Sunday, February 24, 2013

The Other Retirement/Career Planning Option

Much focus has been placed on the increasing number of military suicides, up from 18 a day in 2007 to 22 in 2010, heaviest among Marines. Concern was centered on post-traumatic stress disorder or the frustrations of fighting wars that seemed unwinnable amidst a populace that really didn’t want a continuing lingering of American occupation. The lands were foreign, exotic and anything but hospitable. That is what experts first thought, but then the medical and psychological professionals realized that military suicide statistics really had to be examined within the context of the overall times and the overall suicide statistics that plagued the civilian population as well. After all, soldiers and veterans reflect the world around them too. A Department of Veterans Affairs report released on February 1st – based on a statistical analysis of 147,000 suicides in 21 states – narrowed the inquiry.
With clear decreases in average family earning power in the United States, chronic hopeless job pursuits among older workers (but still too young for retirement) with under employment in large segments of the population, strong anti-bankruptcy provisions applied to recent student loans, a housing market that is still in relative collapse and general loss of confidence in the system, suicides as a whole are up all over the United States.

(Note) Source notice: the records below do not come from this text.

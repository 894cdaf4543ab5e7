use thiserror::Error;

#[derive(Error, Debug)]
pub enum LibraryError {
    #[error("Database error: {0}")]
    Database(#[from] sqlx::Error),

    #[error("Migration failed: {0}")]
    Migration(String),

    #[error("Serialization error: {0}")]
    Serialization(#[from] serde_json::Error),

    #[error("Entity not found: {entity_type} with id {id}")]
    NotFound { entity_type: String, id: String },

    #[error("Invalid input: {field} - {message}")]
    InvalidInput { field: String, message: String },

    #[error("Cache error: {0}")]
    CacheError(String),
}

pub type Result<T> = std::result::Result<T, LibraryError>;
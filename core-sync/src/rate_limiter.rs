//! # Rate Limiter
//!
//! Per-(command, account) cooldowns for on-demand operations.
//!
//! ## Overview
//!
//! Each command name owns its own map of account id to expiry, so commands
//! are limited independently. A request is allowed when the stored expiry
//! has passed (or none exists), and the expiry is then pushed to
//! `now + window`. A rejected request does not extend the cooldown.
//!
//! State is process-local and starts empty on every boot.

use crate::error::{Result, SyncError};
use bridge_traits::Clock;
use chrono::{DateTime, Utc};
use std::collections::HashMap;
use std::sync::{Arc, Mutex, PoisonError};
use std::time::Duration;
use tracing::debug;

type Expiries = HashMap<String, HashMap<String, DateTime<Utc>>>;

pub struct RateLimiter {
    clock: Arc<dyn Clock>,
    default_window: Duration,
    windows: HashMap<String, Duration>,
    expiries: Mutex<Expiries>,
}

impl RateLimiter {
    pub fn new(clock: Arc<dyn Clock>, default_window: Duration) -> Self {
        Self {
            clock,
            default_window,
            windows: HashMap::new(),
            expiries: Mutex::new(HashMap::new()),
        }
    }

    /// Use `window` instead of the default for `command`.
    pub fn with_window(mut self, command: impl Into<String>, window: Duration) -> Self {
        self.windows.insert(command.into(), window);
        self
    }

    pub fn window(&self, command: &str) -> Duration {
        self.windows
            .get(command)
            .copied()
            .unwrap_or(self.default_window)
    }

    /// Admit or reject a request.
    ///
    /// # Errors
    ///
    /// [`SyncError::OnCooldown`] with the time left when the account used
    /// `command` less than one window ago.
    pub fn check(&self, command: &str, account: &str) -> Result<()> {
        let now = self.clock.now();
        let window = chrono::Duration::from_std(self.window(command))
            .map_err(|e| SyncError::Scheduler(format!("invalid cooldown window: {}", e)))?;

        let mut expiries = self.lock();
        let per_account = expiries.entry(command.to_string()).or_default();

        if let Some(expiry) = per_account.get(account) {
            if now < *expiry {
                let remaining = (*expiry - now).to_std().unwrap_or_default();
                debug!(command, account, remaining_ms = remaining.as_millis() as u64, "Request on cooldown");
                return Err(SyncError::OnCooldown {
                    command: command.to_string(),
                    remaining,
                });
            }
        }

        per_account.insert(account.to_string(), now + window);
        Ok(())
    }

    /// Time left on the cooldown, if any.
    pub fn remaining(&self, command: &str, account: &str) -> Option<Duration> {
        let now = self.clock.now();
        self.lock()
            .get(command)
            .and_then(|m| m.get(account))
            .filter(|expiry| now < **expiry)
            .and_then(|expiry| (*expiry - now).to_std().ok())
    }

    /// Drop the cooldown of one account.
    pub fn reset(&self, command: &str, account: &str) {
        if let Some(per_account) = self.lock().get_mut(command) {
            per_account.remove(account);
        }
    }

    /// Drop every elapsed cooldown. Returns how many were removed.
    pub fn purge_expired(&self) -> usize {
        let now = self.clock.now();
        let mut expiries = self.lock();
        let mut removed = 0;

        for per_account in expiries.values_mut() {
            let before = per_account.len();
            per_account.retain(|_, expiry| now < *expiry);
            removed += before - per_account.len();
        }
        expiries.retain(|_, per_account| !per_account.is_empty());
        removed
    }

    fn lock(&self) -> std::sync::MutexGuard<'_, Expiries> {
        self.expiries.lock().unwrap_or_else(PoisonError::into_inner)
    }
}
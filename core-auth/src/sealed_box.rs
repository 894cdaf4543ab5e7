//! AES-256-GCM sealed box for hosts without their own key service.
//!
//! Blob layout: 12-byte random nonce followed by ciphertext and tag.

use crate::error::{AuthError, Result};
use aes_gcm::aead::rand_core::RngCore;
use aes_gcm::aead::{Aead, KeyInit, OsRng};
use aes_gcm::{Aes256Gcm, Key, Nonce};
use async_trait::async_trait;
use bridge_traits::error::{BridgeError, Result as BridgeResult};
use bridge_traits::SealedBox;
use sha2::{Digest, Sha256};
use std::fmt;

const NONCE_LEN: usize = 12;
const TAG_LEN: usize = 16;

/// 256-bit key for [`AesGcmSealedBox`].
#[derive(Clone, PartialEq, Eq)]
pub struct EncryptionKey {
    key_bytes: [u8; 32],
}

impl EncryptionKey {
    /// Random key from the OS generator.
    pub fn generate() -> Self {
        let key = Aes256Gcm::generate_key(&mut OsRng);
        let mut key_bytes = [0u8; 32];
        key_bytes.copy_from_slice(&key);
        Self { key_bytes }
    }

    pub fn from_bytes(bytes: &[u8]) -> Result<Self> {
        let key_bytes: [u8; 32] = bytes.try_into().map_err(|_| {
            AuthError::InvalidKey(format!(
                "expected 32 bytes for AES-256, got {}",
                bytes.len()
            ))
        })?;
        Ok(Self { key_bytes })
    }

    pub fn from_hex(hex_str: &str) -> Result<Self> {
        let bytes = hex::decode(hex_str.trim())
            .map_err(|e| AuthError::InvalidKey(format!("invalid hex key: {}", e)))?;
        Self::from_bytes(&bytes)
    }

    /// SHA-256 of a configured secret string.
    ///
    /// Only suitable for high-entropy secrets (a deployment key from the
    /// environment); this is not a password KDF.
    pub fn derive_from_secret(secret: &str) -> Result<Self> {
        if secret.is_empty() {
            return Err(AuthError::InvalidKey("secret must not be empty".to_string()));
        }
        let digest = Sha256::digest(secret.as_bytes());
        Self::from_bytes(&digest)
    }

    pub fn to_hex(&self) -> String {
        hex::encode(self.key_bytes)
    }
}

impl fmt::Debug for EncryptionKey {
    fn fmt(&self, f: &mut fmt::Formatter<'_>) -> fmt::Result {
        f.debug_struct("EncryptionKey")
            .field("key_bytes", &"[REDACTED]")
            .finish()
    }
}

/// [`SealedBox`] backed by AES-256-GCM with a local key.
pub struct AesGcmSealedBox {
    cipher: Aes256Gcm,
}

impl AesGcmSealedBox {
    pub fn new(key: &EncryptionKey) -> Self {
        let key = Key::<Aes256Gcm>::from_slice(&key.key_bytes);
        Self {
            cipher: Aes256Gcm::new(key),
        }
    }
}

impl fmt::Debug for AesGcmSealedBox {
    fn fmt(&self, f: &mut fmt::Formatter<'_>) -> fmt::Result {
        f.debug_struct("AesGcmSealedBox").finish_non_exhaustive()
    }
}

#[async_trait]
impl SealedBox for AesGcmSealedBox {
    async fn seal(&self, plaintext: &[u8]) -> BridgeResult<Vec<u8>> {
        let mut nonce_bytes = [0u8; NONCE_LEN];
        OsRng.fill_bytes(&mut nonce_bytes);
        let nonce = Nonce::from_slice(&nonce_bytes);

        let ciphertext = self
            .cipher
            .encrypt(nonce, plaintext)
            .map_err(|e| BridgeError::Crypto(format!("Encryption failed: {}", e)))?;

        let mut sealed = Vec::with_capacity(NONCE_LEN + ciphertext.len());
        sealed.extend_from_slice(&nonce_bytes);
        sealed.extend_from_slice(&ciphertext);
        Ok(sealed)
    }

    async fn open(&self, sealed: &[u8]) -> BridgeResult<Vec<u8>> {
        if sealed.len() < NONCE_LEN + TAG_LEN {
            return Err(BridgeError::Crypto("Invalid ciphertext: too short".to_string()));
        }

        let (nonce, ciphertext) = sealed.split_at(NONCE_LEN);
        self.cipher
            .decrypt(Nonce::from_slice(nonce), ciphertext)
            .map_err(|e| BridgeError::Crypto(format!("Decryption failed: {}", e)))
    }
}
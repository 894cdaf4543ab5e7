//! # Credential Vault
//!
//! Per-account encrypted token storage.
//!
//! ## Overview
//!
//! Tokens are sealed with the injected [`SealedBox`] before they reach the
//! `accounts` table and opened on every read; the raw credential is never
//! persisted or logged. Clearing a binding does not purge derived data
//! (reverse-index trackers, cached snapshots); callers run the wipe flow for
//! that.

use crate::error::{AuthError, Result};
use bridge_traits::{Clock, ExternalAccountId, SealedBox};
use core_library::{AccountRepository, LocalAccountId, UpsertOutcome};
use std::fmt;
use std::sync::Arc;
use tracing::{debug, instrument, warn};

/// A decrypted access token. `Debug` never prints the secret.
#[derive(Clone, PartialEq, Eq)]
pub struct AccessToken(String);

impl AccessToken {
    pub fn new(token: impl Into<String>) -> Self {
        Self(token.into())
    }

    /// The raw token, for handing to the list provider.
    pub fn expose(&self) -> &str {
        &self.0
    }
}

impl fmt::Debug for AccessToken {
    fn fmt(&self, f: &mut fmt::Formatter<'_>) -> fmt::Result {
        f.write_str("AccessToken([REDACTED])")
    }
}

/// What the synchronizer needs to call the external service for an account.
#[derive(Debug, Clone)]
pub struct BoundCredentials {
    pub local_id: LocalAccountId,
    pub external_id: ExternalAccountId,
    pub token: AccessToken,
}

pub struct CredentialVault {
    accounts: Arc<dyn AccountRepository>,
    sealed_box: Arc<dyn SealedBox>,
    clock: Arc<dyn Clock>,
}

impl CredentialVault {
    pub fn new(
        accounts: Arc<dyn AccountRepository>,
        sealed_box: Arc<dyn SealedBox>,
        clock: Arc<dyn Clock>,
    ) -> Self {
        Self {
            accounts,
            sealed_box,
            clock,
        }
    }

    /// Open the stored token of `local_id`.
    ///
    /// # Errors
    ///
    /// - [`AuthError::NotBound`] when the account has no binding
    /// - [`AuthError::DecryptionFailed`] when the sealed box cannot open the
    ///   stored blob
    #[instrument(skip(self), fields(local_id = %local_id))]
    pub async fn get_token(&self, local_id: &LocalAccountId) -> Result<BoundCredentials> {
        let account = self
            .accounts
            .find(local_id)
            .await?
            .ok_or_else(|| AuthError::NotBound {
                local_id: local_id.to_string(),
            })?;

        let plaintext = self
            .sealed_box
            .open(&account.encrypted_token)
            .await
            .map_err(|e| {
                warn!(error = %e, "Stored credential could not be opened");
                AuthError::DecryptionFailed(e.to_string())
            })?;

        let token = String::from_utf8(plaintext)
            .map_err(|_| AuthError::DecryptionFailed("credential is not valid UTF-8".to_string()))?;

        Ok(BoundCredentials {
            local_id: account.local_id,
            external_id: account.external_id,
            token: AccessToken(token),
        })
    }

    /// Seal `raw_token` and store it with the external id it belongs to.
    #[instrument(skip(self, raw_token), fields(local_id = %local_id, external_id = %external_id))]
    pub async fn set_token(
        &self,
        local_id: &LocalAccountId,
        external_id: ExternalAccountId,
        raw_token: &AccessToken,
    ) -> Result<UpsertOutcome> {
        let sealed = self
            .sealed_box
            .seal(raw_token.expose().as_bytes())
            .await
            .map_err(|e| AuthError::EncryptionFailed(e.to_string()))?;

        let outcome = self
            .accounts
            .upsert(local_id, external_id, &sealed, self.clock.unix_timestamp_millis())
            .await?;

        debug!(outcome = ?outcome, "Credential stored");
        Ok(outcome)
    }

    /// Remove the binding. Returns `false` when there was none.
    pub async fn clear(&self, local_id: &LocalAccountId) -> Result<bool> {
        Ok(self.accounts.delete(local_id).await?)
    }

    /// External id of a bound account, without opening the token.
    pub async fn external_id(&self, local_id: &LocalAccountId) -> Result<Option<ExternalAccountId>> {
        Ok(self.accounts.find(local_id).await?.map(|a| a.external_id))
    }
}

Indeed, the civilian numbers appear to be worse than in our armed forces. While there was a 22% increase in military suicides from 1999 to 2010, the increase during the same period in the civilian world was 31%. The number of soldiers and veterans committing suicide during that time period became an even smaller percent of the total. Soldiers and veterans have better access to healthcare than does the general population, but what is particularly interesting is the age at which there was a serious spike in veteran suicides – between ages 50 and 59 – that awkward pre-retirement age when many realize that life’s options are just plain running out in an economy that clearly no longer favors the middle class and is particularly harsh for those at the bottom of the economic ladder.
“‘What’s happening with veterans is a reflection of what’s happening to America,’ Jan Kemp, the national mental health director for suicide prevention at the Department of Veterans Affairs, said in an interview. ‘The suicide rate in America has been creeping up… Dr. Kemp said the fact that veterans accounted for a smaller percentage of the nation’s suicides suggested that improved outreach and suicide prevention programs might have had an effect. ..The new report does not provide a suicide rate for veterans, because the department is still refining that number, Dr. Kemp said. But she acknowledged that the rate was higher than for the general population, which is 12.4 suicides per 100,000 people… Dr. Kemp said veterans tend to fall into higher-risk groups, which include: being male; living in a rural area, particularly in the West; and having access to firearms.” New York Times, February 1st.
But Congress is going to continue its cutting ways, with the House particularly believing in the necessity of austerity policies that have already tanked the European economy into a seemingly never-ending resurging recession. As the fiscal cliff legislation effort showed in the last quarter of 2012, threatening to remove and removing massive government spending from the economy freezes corporate growth, kills consumer confidence and actually contracts the GDP. The empathy-lacking focus on cutting Social Security and Medicare benefits for those who need it most – let our elected Congress members have those as their sole retirement/medical benefits – is callous and impacts those who are least able to fight back. But as Congress knows, if the retirement options are really awful, and if Medicare and Social Security do not fill the void, Americans do have another exit strategy.
I’m Peter Dekom, and how strange is it for America to pursue a heartless austerity policy that has failed so completely miserably in Europe?